◆ **PROBLEM**:
Each line of the data below that holds the word "ApiErrorResponse" is to be reported in full.
START ENTRIES SHOWN
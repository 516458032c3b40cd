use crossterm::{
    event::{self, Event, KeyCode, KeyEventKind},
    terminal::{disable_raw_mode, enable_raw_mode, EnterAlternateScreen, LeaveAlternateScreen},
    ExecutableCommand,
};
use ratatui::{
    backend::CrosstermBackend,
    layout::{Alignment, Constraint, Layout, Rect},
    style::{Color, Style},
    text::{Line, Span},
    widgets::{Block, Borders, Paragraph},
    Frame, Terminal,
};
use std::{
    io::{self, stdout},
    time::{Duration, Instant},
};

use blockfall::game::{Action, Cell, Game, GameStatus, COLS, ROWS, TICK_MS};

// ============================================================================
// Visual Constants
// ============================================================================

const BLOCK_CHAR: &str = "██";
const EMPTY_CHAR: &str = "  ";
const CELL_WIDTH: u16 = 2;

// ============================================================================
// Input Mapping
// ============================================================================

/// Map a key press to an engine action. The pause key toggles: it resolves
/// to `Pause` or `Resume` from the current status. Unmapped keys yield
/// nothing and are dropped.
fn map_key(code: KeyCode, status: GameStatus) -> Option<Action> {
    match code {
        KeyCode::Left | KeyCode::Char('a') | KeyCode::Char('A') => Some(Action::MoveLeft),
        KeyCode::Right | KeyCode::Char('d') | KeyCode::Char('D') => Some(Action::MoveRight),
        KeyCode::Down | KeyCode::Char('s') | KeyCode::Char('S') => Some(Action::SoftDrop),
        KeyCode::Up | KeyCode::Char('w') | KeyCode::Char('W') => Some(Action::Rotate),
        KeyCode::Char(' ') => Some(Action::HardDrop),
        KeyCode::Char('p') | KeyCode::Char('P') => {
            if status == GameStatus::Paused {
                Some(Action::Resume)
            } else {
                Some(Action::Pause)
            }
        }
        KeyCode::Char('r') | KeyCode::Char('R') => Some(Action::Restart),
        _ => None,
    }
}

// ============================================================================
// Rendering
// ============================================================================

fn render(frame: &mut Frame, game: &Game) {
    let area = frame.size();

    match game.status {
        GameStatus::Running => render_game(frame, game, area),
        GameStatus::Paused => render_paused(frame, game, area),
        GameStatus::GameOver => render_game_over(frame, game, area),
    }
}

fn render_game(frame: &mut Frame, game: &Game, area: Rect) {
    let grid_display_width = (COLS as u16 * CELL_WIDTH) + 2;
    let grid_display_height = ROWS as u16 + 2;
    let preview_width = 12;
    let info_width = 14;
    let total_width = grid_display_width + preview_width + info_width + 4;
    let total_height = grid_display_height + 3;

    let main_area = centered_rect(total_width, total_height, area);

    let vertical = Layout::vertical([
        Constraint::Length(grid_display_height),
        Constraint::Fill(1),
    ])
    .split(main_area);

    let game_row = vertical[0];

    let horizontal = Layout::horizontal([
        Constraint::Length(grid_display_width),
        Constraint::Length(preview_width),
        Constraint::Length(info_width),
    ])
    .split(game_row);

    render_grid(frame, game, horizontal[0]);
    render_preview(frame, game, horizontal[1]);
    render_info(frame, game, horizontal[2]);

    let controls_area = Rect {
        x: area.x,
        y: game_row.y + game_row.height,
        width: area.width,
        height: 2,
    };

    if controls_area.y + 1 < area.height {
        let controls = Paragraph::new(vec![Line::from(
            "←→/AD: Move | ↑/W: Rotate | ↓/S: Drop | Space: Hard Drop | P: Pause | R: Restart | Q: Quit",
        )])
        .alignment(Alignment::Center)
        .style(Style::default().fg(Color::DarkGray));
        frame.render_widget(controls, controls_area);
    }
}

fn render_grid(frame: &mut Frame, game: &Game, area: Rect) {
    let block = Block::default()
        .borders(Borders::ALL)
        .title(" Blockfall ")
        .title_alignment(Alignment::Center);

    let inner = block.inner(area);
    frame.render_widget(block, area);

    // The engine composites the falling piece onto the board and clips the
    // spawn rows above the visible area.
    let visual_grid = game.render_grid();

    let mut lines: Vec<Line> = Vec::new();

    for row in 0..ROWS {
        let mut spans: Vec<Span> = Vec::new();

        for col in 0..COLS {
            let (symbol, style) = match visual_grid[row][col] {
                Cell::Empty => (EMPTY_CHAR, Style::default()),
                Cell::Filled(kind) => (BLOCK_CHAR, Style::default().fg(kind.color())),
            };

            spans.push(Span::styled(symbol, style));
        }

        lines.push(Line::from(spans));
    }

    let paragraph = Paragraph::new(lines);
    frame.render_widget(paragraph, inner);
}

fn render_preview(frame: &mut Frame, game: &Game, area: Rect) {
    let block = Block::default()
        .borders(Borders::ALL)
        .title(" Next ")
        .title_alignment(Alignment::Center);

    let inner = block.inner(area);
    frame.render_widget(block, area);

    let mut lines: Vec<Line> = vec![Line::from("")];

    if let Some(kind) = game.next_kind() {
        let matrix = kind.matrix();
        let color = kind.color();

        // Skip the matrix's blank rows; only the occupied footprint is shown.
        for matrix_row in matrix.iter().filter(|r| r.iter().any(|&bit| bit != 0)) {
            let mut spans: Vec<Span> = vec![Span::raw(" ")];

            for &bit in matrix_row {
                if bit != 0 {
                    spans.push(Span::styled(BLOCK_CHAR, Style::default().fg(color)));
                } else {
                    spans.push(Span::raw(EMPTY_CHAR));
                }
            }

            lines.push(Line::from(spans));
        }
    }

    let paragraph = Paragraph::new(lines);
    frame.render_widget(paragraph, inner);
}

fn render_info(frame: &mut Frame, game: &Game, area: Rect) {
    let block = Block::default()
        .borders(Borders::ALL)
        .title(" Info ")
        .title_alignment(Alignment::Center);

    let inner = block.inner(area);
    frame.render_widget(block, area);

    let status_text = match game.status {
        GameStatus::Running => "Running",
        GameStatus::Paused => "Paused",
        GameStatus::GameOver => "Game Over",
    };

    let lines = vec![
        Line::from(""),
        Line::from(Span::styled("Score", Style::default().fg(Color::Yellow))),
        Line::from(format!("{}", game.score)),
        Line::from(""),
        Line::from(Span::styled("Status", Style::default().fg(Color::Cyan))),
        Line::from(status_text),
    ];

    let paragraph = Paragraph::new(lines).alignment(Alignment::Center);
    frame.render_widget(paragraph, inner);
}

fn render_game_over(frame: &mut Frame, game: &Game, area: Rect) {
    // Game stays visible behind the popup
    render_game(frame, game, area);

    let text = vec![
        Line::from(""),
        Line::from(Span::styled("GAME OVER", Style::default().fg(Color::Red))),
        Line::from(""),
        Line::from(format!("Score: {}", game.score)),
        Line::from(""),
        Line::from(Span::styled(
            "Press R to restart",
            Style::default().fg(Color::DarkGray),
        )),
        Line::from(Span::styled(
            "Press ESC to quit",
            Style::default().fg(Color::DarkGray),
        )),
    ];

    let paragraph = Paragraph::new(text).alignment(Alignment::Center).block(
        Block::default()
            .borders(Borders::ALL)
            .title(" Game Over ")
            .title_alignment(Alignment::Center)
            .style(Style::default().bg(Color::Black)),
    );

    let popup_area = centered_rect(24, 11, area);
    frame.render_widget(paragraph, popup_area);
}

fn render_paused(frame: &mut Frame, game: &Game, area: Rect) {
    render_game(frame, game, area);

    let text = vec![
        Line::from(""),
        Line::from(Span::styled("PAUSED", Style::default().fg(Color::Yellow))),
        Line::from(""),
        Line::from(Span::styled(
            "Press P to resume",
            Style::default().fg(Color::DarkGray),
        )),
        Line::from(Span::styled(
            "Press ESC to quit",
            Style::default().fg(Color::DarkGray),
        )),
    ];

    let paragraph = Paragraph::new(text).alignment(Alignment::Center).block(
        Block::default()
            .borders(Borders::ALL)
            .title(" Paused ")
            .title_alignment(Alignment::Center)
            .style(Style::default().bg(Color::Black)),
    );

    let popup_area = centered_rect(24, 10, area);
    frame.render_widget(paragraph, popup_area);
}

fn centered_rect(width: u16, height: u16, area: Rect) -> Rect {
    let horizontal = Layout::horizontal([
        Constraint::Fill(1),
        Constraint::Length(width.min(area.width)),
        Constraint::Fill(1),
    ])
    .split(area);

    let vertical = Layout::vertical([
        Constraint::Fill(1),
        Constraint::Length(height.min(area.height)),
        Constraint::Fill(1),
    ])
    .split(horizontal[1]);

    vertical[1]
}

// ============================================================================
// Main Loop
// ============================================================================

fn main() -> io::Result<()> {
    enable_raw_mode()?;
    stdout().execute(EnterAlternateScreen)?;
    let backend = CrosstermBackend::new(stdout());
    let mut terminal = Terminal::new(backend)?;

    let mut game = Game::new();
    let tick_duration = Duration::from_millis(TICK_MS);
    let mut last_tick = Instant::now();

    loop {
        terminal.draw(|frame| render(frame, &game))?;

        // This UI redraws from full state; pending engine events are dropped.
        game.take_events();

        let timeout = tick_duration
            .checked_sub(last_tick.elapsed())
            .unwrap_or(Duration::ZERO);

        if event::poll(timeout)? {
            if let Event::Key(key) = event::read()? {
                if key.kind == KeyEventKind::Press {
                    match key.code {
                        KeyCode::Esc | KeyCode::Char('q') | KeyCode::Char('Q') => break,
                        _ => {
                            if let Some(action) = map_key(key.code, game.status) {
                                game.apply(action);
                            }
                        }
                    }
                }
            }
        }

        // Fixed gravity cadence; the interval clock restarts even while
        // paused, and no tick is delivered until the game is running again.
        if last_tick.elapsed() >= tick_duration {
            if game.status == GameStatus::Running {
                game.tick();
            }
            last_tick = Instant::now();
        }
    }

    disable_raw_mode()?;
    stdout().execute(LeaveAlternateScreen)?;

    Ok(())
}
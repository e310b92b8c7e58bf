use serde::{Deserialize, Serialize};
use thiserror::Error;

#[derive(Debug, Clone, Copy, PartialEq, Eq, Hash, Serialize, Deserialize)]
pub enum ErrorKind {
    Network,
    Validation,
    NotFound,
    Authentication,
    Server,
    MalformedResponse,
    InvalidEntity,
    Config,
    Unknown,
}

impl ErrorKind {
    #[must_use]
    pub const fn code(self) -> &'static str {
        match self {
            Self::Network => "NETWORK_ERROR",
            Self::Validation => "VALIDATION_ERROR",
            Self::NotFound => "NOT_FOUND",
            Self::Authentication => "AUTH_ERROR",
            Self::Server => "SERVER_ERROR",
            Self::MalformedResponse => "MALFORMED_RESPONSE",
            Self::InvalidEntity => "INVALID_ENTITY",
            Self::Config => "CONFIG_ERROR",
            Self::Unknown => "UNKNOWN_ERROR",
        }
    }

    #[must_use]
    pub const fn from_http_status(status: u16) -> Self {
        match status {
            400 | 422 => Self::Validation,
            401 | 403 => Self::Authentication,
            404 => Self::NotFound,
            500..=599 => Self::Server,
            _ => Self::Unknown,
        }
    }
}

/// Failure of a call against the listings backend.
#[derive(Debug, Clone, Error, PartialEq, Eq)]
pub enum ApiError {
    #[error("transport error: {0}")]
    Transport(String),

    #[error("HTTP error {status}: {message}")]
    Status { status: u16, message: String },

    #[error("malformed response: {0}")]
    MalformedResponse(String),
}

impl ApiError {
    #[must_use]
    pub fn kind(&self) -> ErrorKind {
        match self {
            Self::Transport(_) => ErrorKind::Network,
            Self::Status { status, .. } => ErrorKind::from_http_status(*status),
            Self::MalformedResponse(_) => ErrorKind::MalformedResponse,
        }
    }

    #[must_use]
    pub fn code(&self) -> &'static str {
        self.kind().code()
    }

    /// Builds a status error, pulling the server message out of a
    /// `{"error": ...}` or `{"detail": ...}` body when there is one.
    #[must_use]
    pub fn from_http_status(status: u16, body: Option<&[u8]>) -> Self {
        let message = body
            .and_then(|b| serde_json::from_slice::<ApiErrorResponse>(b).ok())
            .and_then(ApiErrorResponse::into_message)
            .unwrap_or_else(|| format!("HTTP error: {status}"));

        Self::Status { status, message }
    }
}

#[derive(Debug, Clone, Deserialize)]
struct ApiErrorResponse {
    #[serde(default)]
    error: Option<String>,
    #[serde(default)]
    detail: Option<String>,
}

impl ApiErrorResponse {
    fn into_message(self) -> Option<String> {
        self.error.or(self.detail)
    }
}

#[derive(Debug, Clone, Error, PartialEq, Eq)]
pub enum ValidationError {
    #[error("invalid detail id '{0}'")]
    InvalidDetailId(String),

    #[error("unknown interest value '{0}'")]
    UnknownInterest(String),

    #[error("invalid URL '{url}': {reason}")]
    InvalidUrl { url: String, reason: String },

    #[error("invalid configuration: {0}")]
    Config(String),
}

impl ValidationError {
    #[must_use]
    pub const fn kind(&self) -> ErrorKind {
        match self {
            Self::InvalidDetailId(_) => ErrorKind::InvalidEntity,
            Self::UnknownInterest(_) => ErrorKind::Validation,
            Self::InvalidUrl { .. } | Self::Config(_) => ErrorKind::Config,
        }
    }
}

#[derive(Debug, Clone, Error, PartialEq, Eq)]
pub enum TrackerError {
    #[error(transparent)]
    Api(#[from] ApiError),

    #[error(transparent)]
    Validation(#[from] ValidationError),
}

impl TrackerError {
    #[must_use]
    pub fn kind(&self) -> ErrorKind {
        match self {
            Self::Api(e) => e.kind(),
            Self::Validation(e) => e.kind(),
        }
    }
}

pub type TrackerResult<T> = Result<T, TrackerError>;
END ENTRIES SHOWN
◆ **RESULT**:
            .and_then(|b| serde_json::from_slice::<ApiErrorResponse>(b).ok())
            .and_then(ApiErrorResponse::into_message)
struct ApiErrorResponse {
impl ApiErrorResponse {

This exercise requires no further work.